**Task to complete**
Both the line below containing "same serial twice." and the line containing "or empty. Header", along with every line between them, should be repeated exactly; no other line belongs in the answer.

**Saved entries**

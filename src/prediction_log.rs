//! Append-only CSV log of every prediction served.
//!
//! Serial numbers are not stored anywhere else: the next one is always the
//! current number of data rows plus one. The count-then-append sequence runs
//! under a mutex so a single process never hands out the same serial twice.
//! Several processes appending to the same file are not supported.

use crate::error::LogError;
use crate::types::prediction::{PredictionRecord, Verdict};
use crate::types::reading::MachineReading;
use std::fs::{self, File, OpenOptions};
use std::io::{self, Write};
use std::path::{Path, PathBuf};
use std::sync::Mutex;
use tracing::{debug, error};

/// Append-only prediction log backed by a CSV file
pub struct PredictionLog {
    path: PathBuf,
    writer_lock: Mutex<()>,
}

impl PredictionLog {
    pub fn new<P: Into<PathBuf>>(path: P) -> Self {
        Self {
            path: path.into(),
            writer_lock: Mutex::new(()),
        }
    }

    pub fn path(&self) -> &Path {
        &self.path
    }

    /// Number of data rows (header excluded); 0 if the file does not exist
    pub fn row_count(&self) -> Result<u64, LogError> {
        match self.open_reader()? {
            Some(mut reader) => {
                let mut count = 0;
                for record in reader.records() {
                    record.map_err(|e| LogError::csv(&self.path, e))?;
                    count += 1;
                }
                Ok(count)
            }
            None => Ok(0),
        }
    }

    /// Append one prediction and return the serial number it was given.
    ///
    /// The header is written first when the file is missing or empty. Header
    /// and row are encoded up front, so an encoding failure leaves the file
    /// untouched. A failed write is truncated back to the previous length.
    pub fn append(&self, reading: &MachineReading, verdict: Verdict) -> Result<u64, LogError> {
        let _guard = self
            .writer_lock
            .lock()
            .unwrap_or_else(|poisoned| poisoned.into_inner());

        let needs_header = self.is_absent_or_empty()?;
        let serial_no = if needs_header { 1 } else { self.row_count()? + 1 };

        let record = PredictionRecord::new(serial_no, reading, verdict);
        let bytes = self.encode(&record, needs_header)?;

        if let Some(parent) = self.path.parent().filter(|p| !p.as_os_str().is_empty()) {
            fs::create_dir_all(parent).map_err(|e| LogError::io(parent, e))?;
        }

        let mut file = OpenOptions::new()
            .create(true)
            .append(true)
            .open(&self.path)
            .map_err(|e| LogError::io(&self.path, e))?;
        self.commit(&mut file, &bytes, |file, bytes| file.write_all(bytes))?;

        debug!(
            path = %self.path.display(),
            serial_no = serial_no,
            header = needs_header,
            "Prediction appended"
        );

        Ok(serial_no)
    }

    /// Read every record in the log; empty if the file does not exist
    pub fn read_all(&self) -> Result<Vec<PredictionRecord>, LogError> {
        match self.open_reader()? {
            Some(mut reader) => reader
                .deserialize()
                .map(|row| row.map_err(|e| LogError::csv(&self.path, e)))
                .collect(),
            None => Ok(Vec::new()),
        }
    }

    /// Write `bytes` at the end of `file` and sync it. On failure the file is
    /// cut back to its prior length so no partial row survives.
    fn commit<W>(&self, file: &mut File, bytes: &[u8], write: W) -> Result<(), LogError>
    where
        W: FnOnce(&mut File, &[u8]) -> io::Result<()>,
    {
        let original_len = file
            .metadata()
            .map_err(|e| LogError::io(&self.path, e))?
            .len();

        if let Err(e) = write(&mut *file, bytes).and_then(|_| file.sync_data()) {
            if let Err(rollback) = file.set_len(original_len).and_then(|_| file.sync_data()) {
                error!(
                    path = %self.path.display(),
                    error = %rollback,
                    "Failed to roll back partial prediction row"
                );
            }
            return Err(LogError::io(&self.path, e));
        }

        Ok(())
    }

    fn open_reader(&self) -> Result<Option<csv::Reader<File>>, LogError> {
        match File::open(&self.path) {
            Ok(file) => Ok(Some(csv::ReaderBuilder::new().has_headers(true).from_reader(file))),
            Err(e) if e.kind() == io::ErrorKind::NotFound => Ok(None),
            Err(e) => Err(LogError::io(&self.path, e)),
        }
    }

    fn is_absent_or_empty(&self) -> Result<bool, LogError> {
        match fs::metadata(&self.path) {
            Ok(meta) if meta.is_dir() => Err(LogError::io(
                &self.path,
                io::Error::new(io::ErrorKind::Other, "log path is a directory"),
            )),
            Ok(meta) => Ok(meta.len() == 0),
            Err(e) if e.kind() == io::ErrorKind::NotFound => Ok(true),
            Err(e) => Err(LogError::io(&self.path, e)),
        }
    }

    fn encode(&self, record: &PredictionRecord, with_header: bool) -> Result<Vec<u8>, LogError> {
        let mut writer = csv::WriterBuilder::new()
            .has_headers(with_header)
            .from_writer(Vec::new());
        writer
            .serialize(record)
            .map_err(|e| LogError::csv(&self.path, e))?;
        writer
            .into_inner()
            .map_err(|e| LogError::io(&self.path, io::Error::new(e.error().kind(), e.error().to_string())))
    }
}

**Reply**
//! under a mutex so a single process never hands out the same serial twice.
//! Several processes appending to the same file are not supported.

use crate::error::LogError;
use crate::types::prediction::{PredictionRecord, Verdict};
use crate::types::reading::MachineReading;
use std::fs::{self, File, OpenOptions};
use std::io::{self, Write};
use std::path::{Path, PathBuf};
use std::sync::Mutex;
use tracing::{debug, error};

/// Append-only prediction log backed by a CSV file
pub struct PredictionLog {
    path: PathBuf,
    writer_lock: Mutex<()>,
}

impl PredictionLog {
    pub fn new<P: Into<PathBuf>>(path: P) -> Self {
        Self {
            path: path.into(),
            writer_lock: Mutex::new(()),
        }
    }

    pub fn path(&self) -> &Path {
        &self.path
    }

    /// Number of data rows (header excluded); 0 if the file does not exist
    pub fn row_count(&self) -> Result<u64, LogError> {
        match self.open_reader()? {
            Some(mut reader) => {
                let mut count = 0;
                for record in reader.records() {
                    record.map_err(|e| LogError::csv(&self.path, e))?;
                    count += 1;
                }
                Ok(count)
            }
            None => Ok(0),
        }
    }

    /// Append one prediction and return the serial number it was given.
    ///
    /// The header is written first when the file is missing or empty. Header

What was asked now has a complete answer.